## Stored items
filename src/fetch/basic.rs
use super::client::HttpClient;
use async_trait::async_trait;
use std::time::Duration;

pub struct BasicClient(reqwest::Client);

impl BasicClient {
    pub fn new() -> reqwest::Result<Self> {
        let client = reqwest::Client::builder()
            .timeout(Duration::from_secs(30))
            .connect_timeout(Duration::from_secs(10))
            .build()?;
        Ok(Self(client))
    }
}

#[async_trait]
impl HttpClient for BasicClient {
    async fn execute(&self, req: reqwest::Request) -> reqwest::Result<reqwest::Response> {
        self.0.execute(req).await
    }
}
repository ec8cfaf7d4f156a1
use crate::fetch::client::HttpClient;
use anyhow::Result;
use async_trait::async_trait;
use reqwest::header::{AUTHORIZATION, HeaderName, HeaderValue};

/// An [`HttpClient`] wrapper that injects an API key as an HTTP header.
///
/// Wrappers nest, so a store that wants both an `apikey` header and an
/// `Authorization: Bearer` header is `ApiKey::bearer(ApiKey::new(..)?, ..)?`.
pub struct ApiKey<C> {
    inner: C,
    header_name: HeaderName,
    value: HeaderValue,
}

impl<C> ApiKey<C> {
    /// Sets `header_name: key` on every request.
    pub fn new(inner: C, header_name: &str, key: &str) -> Result<Self> {
        let mut value = HeaderValue::from_str(key)?;
        value.set_sensitive(true);
        Ok(Self {
            inner,
            header_name: HeaderName::from_bytes(header_name.as_bytes())?,
            value,
        })
    }

    /// Convenience constructor that uses `Authorization: Bearer <key>`.
    pub fn bearer(inner: C, key: &str) -> Result<Self> {
        Self::new(inner, AUTHORIZATION.as_str(), &format!("Bearer {key}"))
    }

    pub fn inner(&self) -> &C {
        &self.inner
    }
}

#[async_trait]
impl<C: HttpClient> HttpClient for ApiKey<C> {
    async fn execute(&self, mut req: reqwest::Request) -> reqwest::Result<reqwest::Response> {
        req.headers_mut()
            .insert(self.header_name.clone(), self.value.clone());
        self.inner.execute(req).await
    }
}
//! Report configuration and required environment settings.
//!
//! [`ReportConfig`] holds everything the engine needs besides the records
//! themselves: the city table, salary keywords, the civil timezone and the
//! ranking thresholds. It is built once and passed down explicitly.

use chrono::FixedOffset;
use serde::{Deserialize, Serialize};
use thiserror::Error;

/// Fatal configuration problems. Any of these aborts the run before the
/// first city is processed.
#[derive(Debug, Error)]
pub enum ConfigError {
    #[error("environment variable {0} is not set")]
    MissingVar(&'static str),
    #[error("utc offset of {0} seconds is out of range")]
    InvalidOffset(i32),
    #[error("failed to read config file '{path}': {source}")]
    Read {
        path: String,
        #[source]
        source: std::io::Error,
    },
    #[error("failed to parse config file '{path}': {source}")]
    Parse {
        path: String,
        #[source]
        source: serde_json::Error,
    },
    #[error("no cities configured")]
    NoCities,
}

/// One logical partition and where its digest is delivered.
#[derive(Debug, Clone, PartialEq, Eq, Serialize, Deserialize)]
pub struct City {
    pub slug: String,
    pub name: String,
    pub channel: String,
}

impl City {
    pub fn new(slug: &str, name: &str, channel: &str) -> Self {
        Self {
            slug: slug.to_string(),
            name: name.to_string(),
            channel: channel.to_string(),
        }
    }
}

/// Engine and orchestration settings.
///
/// Loaded from a JSON file where every field is optional:
/// ```json
/// {
///   "utc_offset_seconds": 10800,
///   "monthly_keywords": ["месяц", "month", "мес"],
///   "cities": [{ "slug": "msk", "name": "Москва", "channel": "@courier_jobs_msk" }]
/// }
/// ```
#[derive(Debug, Clone, Serialize, Deserialize)]
#[serde(default)]
pub struct ReportConfig {
    pub cities: Vec<City>,
    pub monthly_keywords: Vec<String>,
    /// Offset of the reporting civil timezone from UTC.
    pub utc_offset_seconds: i32,
    pub unspecified_employer: String,
    pub top_schedules: usize,
    pub top_employers: usize,
    pub daily_top_employers: usize,
    pub min_employer_salary_records: usize,
    pub min_trend_days: usize,
    pub ema_span: usize,
    pub page_size: usize,
    pub table: String,
}

impl Default for ReportConfig {
    fn default() -> Self {
        Self {
            cities: vec![
                City::new("msk", "Москва", "@courier_jobs_msk"),
                City::new("spb", "Санкт-Петербург", "@courier_jobs_spb"),
                City::new("nsk", "Новосибирск", "@courier_jobs_nsk"),
                City::new("ekb", "Екатеринбург", "@courier_jobs_ekb"),
                City::new("kzn", "Казань", "@courier_jobs_kzn"),
                City::new("nng", "Нижний Новгород", "@courier_jobs_nng"),
                City::new("che", "Челябинск", "@courier_jobs_che"),
                City::new("krk", "Красноярск", "@courier_jobs_krk"),
            ],
            monthly_keywords: vec!["месяц".into(), "month".into(), "мес".into()],
            utc_offset_seconds: 3 * 3600,
            unspecified_employer: "Не указан".to_string(),
            top_schedules: 3,
            top_employers: 5,
            daily_top_employers: 3,
            min_employer_salary_records: 3,
            min_trend_days: 7,
            ema_span: 7,
            page_size: 1000,
            table: "vacancies".to_string(),
        }
    }
}

impl ReportConfig {
    /// Loads the config from a JSON file at `path`, filling gaps with defaults.
    pub fn load(path: &str) -> Result<Self, ConfigError> {
        let content = std::fs::read_to_string(path).map_err(|source| ConfigError::Read {
            path: path.to_string(),
            source,
        })?;
        let config: Self = serde_json::from_str(&content).map_err(|source| ConfigError::Parse {
            path: path.to_string(),
            source,
        })?;
        config.validate()?;
        Ok(config)
    }

    pub fn validate(&self) -> Result<(), ConfigError> {
        self.timezone()?;
        if self.cities.is_empty() {
            return Err(ConfigError::NoCities);
        }
        Ok(())
    }

    /// The fixed civil timezone all calendar math is anchored to.
    pub fn timezone(&self) -> Result<FixedOffset, ConfigError> {
        FixedOffset::east_opt(self.utc_offset_seconds)
            .ok_or(ConfigError::InvalidOffset(self.utc_offset_seconds))
    }

    pub fn city(&self, slug: &str) -> Option<&City> {
        self.cities.iter().find(|c| c.slug == slug)
    }
}

/// Credentials for the record store and the delivery platform.
#[derive(Debug, Clone)]
pub struct Credentials {
    pub supabase_url: String,
    pub supabase_key: String,
    pub bot_token: Option<String>,
}

impl Credentials {
    /// Reads credentials from the process environment.
    ///
    /// - `SUPABASE_URL`, `SUPABASE_KEY` (always required)
    /// - `TG_BOT_TOKEN` (required unless `require_bot` is false)
    pub fn from_env(require_bot: bool) -> Result<Self, ConfigError> {
        Self::from_lookup(|key| std::env::var(key).ok(), require_bot)
    }

    pub fn from_lookup<F>(lookup: F, require_bot: bool) -> Result<Self, ConfigError>
    where
        F: Fn(&str) -> Option<String>,
    {
        let get = |key: &'static str| {
            lookup(key)
                .filter(|v| !v.trim().is_empty())
                .ok_or(ConfigError::MissingVar(key))
        };

        let supabase_url = get("SUPABASE_URL")?;
        let supabase_key = get("SUPABASE_KEY")?;
        let bot_token = match get("TG_BOT_TOKEN") {
            Ok(token) => Some(token),
            Err(e) if require_bot => return Err(e),
            Err(_) => None,
        };

        Ok(Self {
            supabase_url,
            supabase_key,
            bot_token,
        })
    }
}
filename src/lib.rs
pub mod analyzers;
pub mod config;
pub mod fetch;
pub mod infra;
pub mod output;
pub mod records;
pub mod services;
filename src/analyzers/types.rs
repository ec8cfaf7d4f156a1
//! Data types produced by the aggregation pipeline.

use chrono::{NaiveDate, Weekday};
use serde::{Serialize, Serializer};
use std::collections::BTreeMap;

use crate::analyzers::trend::TrendAnalysis;
use crate::analyzers::window::Window;

/// Distribution of monthly net salaries.
#[derive(Debug, Clone, PartialEq, Serialize)]
pub struct SalaryDistribution {
    pub mean: f64,
    pub median: f64,
    /// Sample standard deviation; absent for a single value.
    pub std_dev: Option<f64>,
    pub q10: f64,
    pub q25: f64,
    pub q75: f64,
    pub q90: f64,
}

/// Average spread between the upper and lower net bound.
#[derive(Debug, Clone, PartialEq, Serialize)]
pub struct SalaryRange {
    pub avg_range: f64,
    pub with_range: usize,
}

/// A ranked categorical value.
#[derive(Debug, Clone, PartialEq, Serialize)]
pub struct CategoryCount {
    pub key: String,
    pub label: String,
    pub count: usize,
}

#[derive(Debug, Clone, PartialEq, Serialize)]
pub struct EmployerSalary {
    pub key: String,
    pub label: String,
    pub avg_salary: f64,
    pub vacancies: usize,
}

#[derive(Debug, Clone, PartialEq, Serialize)]
pub struct WeekdayCount {
    #[serde(serialize_with = "weekday_name")]
    pub weekday: Weekday,
    pub count: usize,
}

#[derive(Debug, Clone, PartialEq, Serialize)]
pub struct SalaryGrowth {
    pub prev_avg_salary: f64,
    pub growth: f64,
    pub growth_pct: f64,
}

/// Period-over-period deltas against the comparison window.
#[derive(Debug, Clone, PartialEq, Serialize)]
pub struct Growth {
    pub prev_total: usize,
    pub total_growth: i64,
    pub total_growth_pct: f64,
    pub salary: Option<SalaryGrowth>,
}

/// Complete aggregation result for one city and one window.
#[derive(Debug, Clone, PartialEq, Serialize)]
pub struct MetricsReport {
    pub city: String,
    pub window: Window,
    pub total: usize,
    pub with_monthly_salary: usize,
    pub salary_percentage: f64,
    pub salary: Option<SalaryDistribution>,
    pub salary_range: Option<SalaryRange>,
    pub trend: Option<TrendAnalysis>,
    pub top_schedules: Vec<CategoryCount>,
    pub total_schedules: usize,
    pub top_employers_by_count: Vec<CategoryCount>,
    pub top_employers_by_salary: Vec<EmployerSalary>,
    pub weekday_counts: Vec<WeekdayCount>,
    #[serde(serialize_with = "opt_weekday_name")]
    pub top_weekday: Option<Weekday>,
    pub weekly_counts: BTreeMap<u32, usize>,
    pub growth: Option<Growth>,
}

/// Today's salary figures in the daily digest.
#[derive(Debug, Clone, PartialEq, Serialize)]
pub struct DailySalary {
    pub count: usize,
    pub mean: f64,
    pub median: f64,
    pub q25: f64,
    pub q75: f64,
    pub spread: f64,
}

#[derive(Debug, Clone, PartialEq, Serialize)]
pub struct DayOverDay {
    pub growth: i64,
    pub growth_pct: f64,
}

#[derive(Debug, Clone, PartialEq, Serialize)]
pub struct DailySalaryPoint {
    pub date: NaiveDate,
    pub mean: f64,
    pub median: f64,
    pub count: usize,
}

/// Day-level summary over the rolling week ending today.
#[derive(Debug, Clone, PartialEq, Serialize)]
pub struct DailyDigest {
    pub city: String,
    pub window: Window,
    pub today: NaiveDate,
    pub today_count: usize,
    pub yesterday_count: usize,
    pub day_before_count: usize,
    pub day_over_day: Option<DayOverDay>,
    pub week_count: usize,
    pub week_salary_count: usize,
    pub week_avg_salary: Option<f64>,
    pub salary_today: Option<DailySalary>,
    pub top_employers_today: Vec<CategoryCount>,
    pub first_date: Option<NaiveDate>,
    pub daily_counts: BTreeMap<NaiveDate, usize>,
    pub daily_salary: Vec<DailySalaryPoint>,
}

fn weekday_name<S: Serializer>(weekday: &Weekday, s: S) -> Result<S::Ok, S::Error> {
    s.serialize_str(weekday_label(*weekday))
}

fn opt_weekday_name<S: Serializer>(weekday: &Option<Weekday>, s: S) -> Result<S::Ok, S::Error> {
    match weekday {
        Some(w) => s.serialize_some(weekday_label(*w)),
        None => s.serialize_none(),
    }
}

/// English weekday name, as used in the JSON payload.
pub fn weekday_label(weekday: Weekday) -> &'static str {
    match weekday {
        Weekday::Mon => "Monday",
        Weekday::Tue => "Tuesday",
        Weekday::Wed => "Wednesday",
        Weekday::Thu => "Thursday",
        Weekday::Fri => "Friday",
        Weekday::Sat => "Saturday",
        Weekday::Sun => "Sunday",
    }
}
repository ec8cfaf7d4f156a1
use anyhow::{Context, Result, bail};
use async_trait::async_trait;
use reqwest::Url;
use serde::{Deserialize, Serialize};
use tracing::info;

use crate::fetch::{BasicClient, HttpClient, post_json};
use crate::services::report_sink::{Digest, ReportSink};

const API_BASE: &str = "https://api.telegram.org";

/// Telegram rejects messages longer than this many characters.
pub const MAX_MESSAGE_CHARS: usize = 4096;

#[derive(Debug, Serialize)]
struct SendMessage<'a> {
    chat_id: &'a str,
    text: &'a str,
    #[serde(skip_serializing_if = "Option::is_none")]
    parse_mode: Option<&'static str>,
    disable_web_page_preview: bool,
}

#[derive(Debug, Deserialize)]
struct ApiResponse {
    ok: bool,
    #[serde(default)]
    description: Option<String>,
}

/// Posts digests to each city's channel through the Bot API.
pub struct TelegramSink<C> {
    client: C,
    send_url: Url,
}

impl TelegramSink<BasicClient> {
    pub fn new(token: &str) -> Result<Self> {
        Self::with_client(BasicClient::new()?, API_BASE, token)
    }
}

impl<C: HttpClient> TelegramSink<C> {
    pub fn with_client(client: C, api_base: &str, token: &str) -> Result<Self> {
        let send_url = Url::parse(&format!(
            "{}/bot{token}/sendMessage",
            api_base.trim_end_matches('/')
        ))
        .context("invalid Telegram API url")?;
        Ok(Self { client, send_url })
    }

    pub fn client(&self) -> &C {
        &self.client
    }
}

/// Cuts `text` to at most `max` characters.
fn truncate_chars(text: &str, max: usize) -> &str {
    match text.char_indices().nth(max) {
        Some((idx, _)) => &text[..idx],
        None => text,
    }
}

#[async_trait]
impl<C: HttpClient> ReportSink for TelegramSink<C> {
    #[tracing::instrument(skip_all, fields(city = %digest.city.slug, channel = %digest.city.channel))]
    async fn deliver(&self, digest: &Digest) -> Result<()> {
        let body = SendMessage {
            chat_id: &digest.city.channel,
            text: truncate_chars(&digest.caption, MAX_MESSAGE_CHARS),
            parse_mode: digest.markdown.then_some("Markdown"),
            disable_web_page_preview: true,
        };

        let resp: ApiResponse = post_json(&self.client, self.send_url.clone(), &body)
            .await
            .with_context(|| format!("failed to send digest to {}", digest.city.channel))?;
        if !resp.ok {
            bail!(
                "Telegram rejected digest for {}: {}",
                digest.city.channel,
                resp.description.unwrap_or_default()
            );
        }

        info!("Digest delivered");
        Ok(())
    }
}

#[cfg(test)]
mod tests {
    use super::*;
    use crate::config::City;
    use crate::fetch::testing::MockClient;

    fn digest(caption: &str, markdown: bool) -> Digest {
        Digest {
            city: City::new("msk", "Москва", "@courier_jobs_msk"),
            caption: caption.to_string(),
            markdown,
            payload: serde_json::json!({}),
            records: Vec::new(),
        }
    }

    fn sink(responses: Vec<(u16, &str)>) -> TelegramSink<MockClient> {
        TelegramSink::with_client(MockClient::new(responses), "https://tg.example/", "123:abc")
            .unwrap()
    }

    #[tokio::test]
    async fn test_deliver_posts_send_message() {
        let sink = sink(vec![(200, r#"{"ok": true, "result": {}}"#)]);
        sink.deliver(&digest("*Отчёт*", true)).await.unwrap();

        let seen = sink.client().seen.lock().unwrap();
        assert_eq!(seen[0].method, "POST");
        assert_eq!(seen[0].url.path(), "/bot123:abc/sendMessage");
        let body: serde_json::Value = serde_json::from_slice(seen[0].body.as_ref().unwrap()).unwrap();
        assert_eq!(body["chat_id"], "@courier_jobs_msk");
        assert_eq!(body["text"], "*Отчёт*");
        assert_eq!(body["parse_mode"], "Markdown");
    }

    #[tokio::test]
    async fn test_plain_digest_has_no_parse_mode() {
        let sink = sink(vec![(200, r#"{"ok": true}"#)]);
        sink.deliver(&digest("plain", false)).await.unwrap();

        let seen = sink.client().seen.lock().unwrap();
        let body: serde_json::Value = serde_json::from_slice(seen[0].body.as_ref().unwrap()).unwrap();
        assert!(body.get("parse_mode").is_none());
    }

    #[tokio::test]
    async fn test_api_rejection_is_error() {
        let sink = sink(vec![(200, r#"{"ok": false, "description": "chat not found"}"#)]);
        let err = sink.deliver(&digest("x", true)).await.unwrap_err();
        assert!(err.to_string().contains("chat not found"));
    }

    #[tokio::test]
    async fn test_http_error_is_error() {
        let sink = sink(vec![(400, r#"{"ok": false, "description": "Bad Request"}"#)]);
        let err = sink.deliver(&digest("x", true)).await.unwrap_err();
        assert!(format!("{err:#}").contains("400"));
    }

    #[test]
    fn test_truncate_chars_respects_char_boundaries() {
        assert_eq!(truncate_chars("привет", 3), "при");
        assert_eq!(truncate_chars("abc", 10), "abc");
    }
}
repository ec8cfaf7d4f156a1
//! Local JSON dumps of the vacancy table, for offline runs.

mod source;

pub use source::FileSource;
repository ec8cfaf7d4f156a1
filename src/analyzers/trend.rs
//! EMA-based trend classification over the daily mean salary.

use serde::Serialize;
use std::collections::BTreeMap;

use crate::analyzers::utility::{ema, mean, pct};
use crate::records::Vacancy;

#[derive(Debug, Clone, Copy, PartialEq, Eq, Serialize)]
#[serde(rename_all = "lowercase")]
pub enum Direction {
    Upward,
    Downward,
    Sideways,
}

impl Direction {
    pub fn from_change_pct(change_pct: f64) -> Self {
        if change_pct > 1.0 {
            Direction::Upward
        } else if change_pct < -1.0 {
            Direction::Downward
        } else {
            Direction::Sideways
        }
    }
}

#[derive(Debug, Clone, Copy, PartialEq, Eq, Serialize)]
#[serde(rename_all = "lowercase")]
pub enum Strength {
    Strong,
    Moderate,
    Weak,
}

impl Strength {
    pub fn from_change_pct(change_pct: f64) -> Self {
        match change_pct.abs() {
            p if p > 5.0 => Strength::Strong,
            p if p > 2.0 => Strength::Moderate,
            _ => Strength::Weak,
        }
    }
}

/// One day of the smoothed series.
#[derive(Debug, Clone, PartialEq, Serialize)]
pub struct TrendPoint {
    pub day: u32,
    pub mean_salary: f64,
    pub ema: f64,
}

#[derive(Debug, Clone, PartialEq, Serialize)]
pub struct TrendAnalysis {
    pub span: usize,
    pub start: f64,
    pub end: f64,
    pub change: f64,
    pub change_pct: f64,
    pub direction: Direction,
    pub strength: Strength,
    pub points: Vec<TrendPoint>,
}

/// Mean monthly net salary per day of month. Days without data are absent.
pub fn daily_mean_salary<'a, I>(vacancies: I) -> BTreeMap<u32, f64>
where
    I: IntoIterator<Item = &'a Vacancy>,
{
    let mut by_day: BTreeMap<u32, Vec<f64>> = BTreeMap::new();
    for v in vacancies {
        if let Some(net) = v.monthly_net() {
            by_day.entry(v.day).or_default().push(net);
        }
    }

    by_day
        .into_iter()
        .filter_map(|(day, values)| mean(&values).map(|m| (day, m)))
        .collect()
}

/// Smooths the daily series and classifies its direction and strength.
///
/// Returns `None` when fewer than `min_days` days carry data.
pub fn analyze_trend(
    daily: &BTreeMap<u32, f64>,
    min_days: usize,
    max_span: usize,
) -> Option<TrendAnalysis> {
    if daily.len() < min_days.max(2) {
        return None;
    }

    let span = max_span.min(daily.len());
    let values: Vec<f64> = daily.values().copied().collect();
    let smoothed = ema(&values, span);

    let start = *smoothed.first()?;
    let end = *smoothed.last()?;
    let change = end - start;
    let change_pct = pct(change, start);

    let points = daily
        .iter()
        .zip(&smoothed)
        .map(|((&day, &mean_salary), &ema)| TrendPoint {
            day,
            mean_salary,
            ema,
        })
        .collect();

    Some(TrendAnalysis {
        span,
        start,
        end,
        change,
        change_pct,
        direction: Direction::from_change_pct(change_pct),
        strength: Strength::from_change_pct(change_pct),
        points,
    })
}

#[cfg(test)]
mod tests {
    use super::*;

    fn series(values: &[(u32, f64)]) -> BTreeMap<u32, f64> {
        values.iter().copied().collect()
    }

    #[test]
    fn test_flat_series_is_sideways_weak() {
        let daily: BTreeMap<u32, f64> = (1..=10).map(|d| (d, 1000.0)).collect();
        let trend = analyze_trend(&daily, 7, 7).unwrap();

        assert_eq!(trend.span, 7);
        assert!(trend.points.iter().all(|p| (p.ema - 1000.0).abs() < 1e-9));
        assert_eq!(trend.change_pct, 0.0);
        assert_eq!(trend.direction, Direction::Sideways);
        assert_eq!(trend.strength, Strength::Weak);
    }

    #[test]
    fn test_too_few_days_skips_trend() {
        let daily = series(&[(1, 1.0), (2, 2.0), (3, 3.0), (4, 4.0), (5, 5.0), (6, 6.0)]);
        assert!(analyze_trend(&daily, 7, 7).is_none());
    }

    #[test]
    fn test_gaps_are_not_interpolated() {
        let daily = series(&[
            (1, 100.0),
            (3, 100.0),
            (10, 100.0),
            (11, 100.0),
            (20, 100.0),
            (25, 100.0),
            (31, 200.0),
        ]);
        let trend = analyze_trend(&daily, 7, 7).unwrap();

        assert_eq!(trend.points.len(), 7);
        assert_eq!(trend.points.last().unwrap().day, 31);
        // a single step with alpha = 0.25 from 100 towards 200
        assert!((trend.end - 125.0).abs() < 1e-9);
        assert!((trend.change_pct - 25.0).abs() < 1e-9);
        assert_eq!(trend.direction, Direction::Upward);
        assert_eq!(trend.strength, Strength::Strong);
    }

    #[test]
    fn test_classification_thresholds() {
        assert_eq!(Direction::from_change_pct(1.0), Direction::Sideways);
        assert_eq!(Direction::from_change_pct(1.01), Direction::Upward);
        assert_eq!(Direction::from_change_pct(-1.01), Direction::Downward);
        assert_eq!(Strength::from_change_pct(-5.5), Strength::Strong);
        assert_eq!(Strength::from_change_pct(5.0), Strength::Moderate);
        assert_eq!(Strength::from_change_pct(2.0), Strength::Weak);
    }

    #[test]
    fn test_zero_start_guards_pct() {
        let daily: BTreeMap<u32, f64> = (1..=7).map(|d| (d, if d == 1 { 0.0 } else { 50.0 })).collect();
        let trend = analyze_trend(&daily, 7, 7).unwrap();
        assert_eq!(trend.start, 0.0);
        assert_eq!(trend.change_pct, 0.0);
        assert_eq!(trend.direction, Direction::Sideways);
    }

    #[test]
    fn test_serializes_lowercase_labels() {
        let json = serde_json::to_string(&Direction::Sideways).unwrap();
        assert_eq!(json, "\"sideways\"");
        let json = serde_json::to_string(&Strength::Moderate).unwrap();
        assert_eq!(json, "\"moderate\"");
    }
}
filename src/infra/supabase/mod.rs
//! PostgREST range queries against the Supabase vacancy table.

mod client;

pub use client::SupabaseSource;
//! Seams between the engine and the outside world.

pub mod record_source;
pub mod report_sink;
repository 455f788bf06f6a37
use crate::design::load_design;
use crate::generator::{generate_service, write_service_file, CodegenOptions};
use clap::{Parser, Subcommand};
use std::path::PathBuf;

#[derive(Parser)]
#[command(name = "bodygen")]
#[command(about = "HTTP body type and conversion generator", long_about = None)]
pub struct Cli {
    #[command(subcommand)]
    pub command: Commands,
}

#[derive(Subcommand)]
pub enum Commands {
    /// Generate body types, conversions and validations from a resolved design
    Generate {
        /// Resolved design file (JSON or YAML)
        #[arg(short, long)]
        design: PathBuf,

        /// Directory the generated modules are written to
        #[arg(short, long, default_value = "generated")]
        out: PathBuf,

        /// Overwrite existing generated files
        #[arg(short, long, default_value_t = false)]
        force: bool,

        /// Module path of the domain types in the consuming crate
        #[arg(long, default_value = "crate::types")]
        domain_path: String,

        /// Module path of the runtime validation support
        #[arg(long, default_value = "crate::runtime")]
        runtime_path: String,
    },
}

pub fn run_cli() -> anyhow::Result<()> {
    let cli = Cli::parse();
    match cli.command {
        Commands::Generate {
            design,
            out,
            force,
            domain_path,
            runtime_path,
        } => {
            let loaded = load_design(&design)?;
            let opts = CodegenOptions {
                domain_path,
                runtime_path,
            };
            for service in &loaded.services {
                let artifacts = generate_service(&loaded.types, service, &opts)?;
                write_service_file(&out, &service.name, &artifacts, force)?;
            }
            Ok(())
        }
    }
}
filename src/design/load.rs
use super::method::ServiceDescriptor;
use super::types::TypeGraph;
use serde::{Deserialize, Serialize};
use std::path::Path;

/// A complete resolved design: the shared type graph plus every service to
/// generate for. This is the on-disk contract between the upstream resolver
/// and the generator CLI.
#[derive(Debug, Clone, Default, Serialize, Deserialize)]
pub struct Design {
    pub types: TypeGraph,
    pub services: Vec<ServiceDescriptor>,
}

/// Loads a resolved design from a JSON or YAML file, chosen by extension.
pub fn load_design(path: &Path) -> anyhow::Result<Design> {
    let content = std::fs::read_to_string(path)?;
    let design: Design = if path
        .extension()
        .map(|ext| ext == "yaml" || ext == "yml")
        .unwrap_or(false)
    {
        serde_yaml::from_str(&content)?
    } else {
        serde_json::from_str(&content)?
    };
    Ok(design)
}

## Instructions to follow
The reply should hold only the lines from the top of the records through the line that has "on every request.", each one exact.

## Response to this exercise
filename src/fetch/basic.rs
use super::client::HttpClient;
use async_trait::async_trait;
use std::time::Duration;

pub struct BasicClient(reqwest::Client);

impl BasicClient {
    pub fn new() -> reqwest::Result<Self> {
        let client = reqwest::Client::builder()
            .timeout(Duration::from_secs(30))
            .connect_timeout(Duration::from_secs(10))
            .build()?;
        Ok(Self(client))
    }
}

#[async_trait]
impl HttpClient for BasicClient {
    async fn execute(&self, req: reqwest::Request) -> reqwest::Result<reqwest::Response> {
        self.0.execute(req).await
    }
}
repository ec8cfaf7d4f156a1
use crate::fetch::client::HttpClient;
use anyhow::Result;
use async_trait::async_trait;
use reqwest::header::{AUTHORIZATION, HeaderName, HeaderValue};

/// An [`HttpClient`] wrapper that injects an API key as an HTTP header.
///
/// Wrappers nest, so a store that wants both an `apikey` header and an
/// `Authorization: Bearer` header is `ApiKey::bearer(ApiKey::new(..)?, ..)?`.
pub struct ApiKey<C> {
    inner: C,
    header_name: HeaderName,
    value: HeaderValue,
}

impl<C> ApiKey<C> {
    /// Sets `header_name: key` on every request.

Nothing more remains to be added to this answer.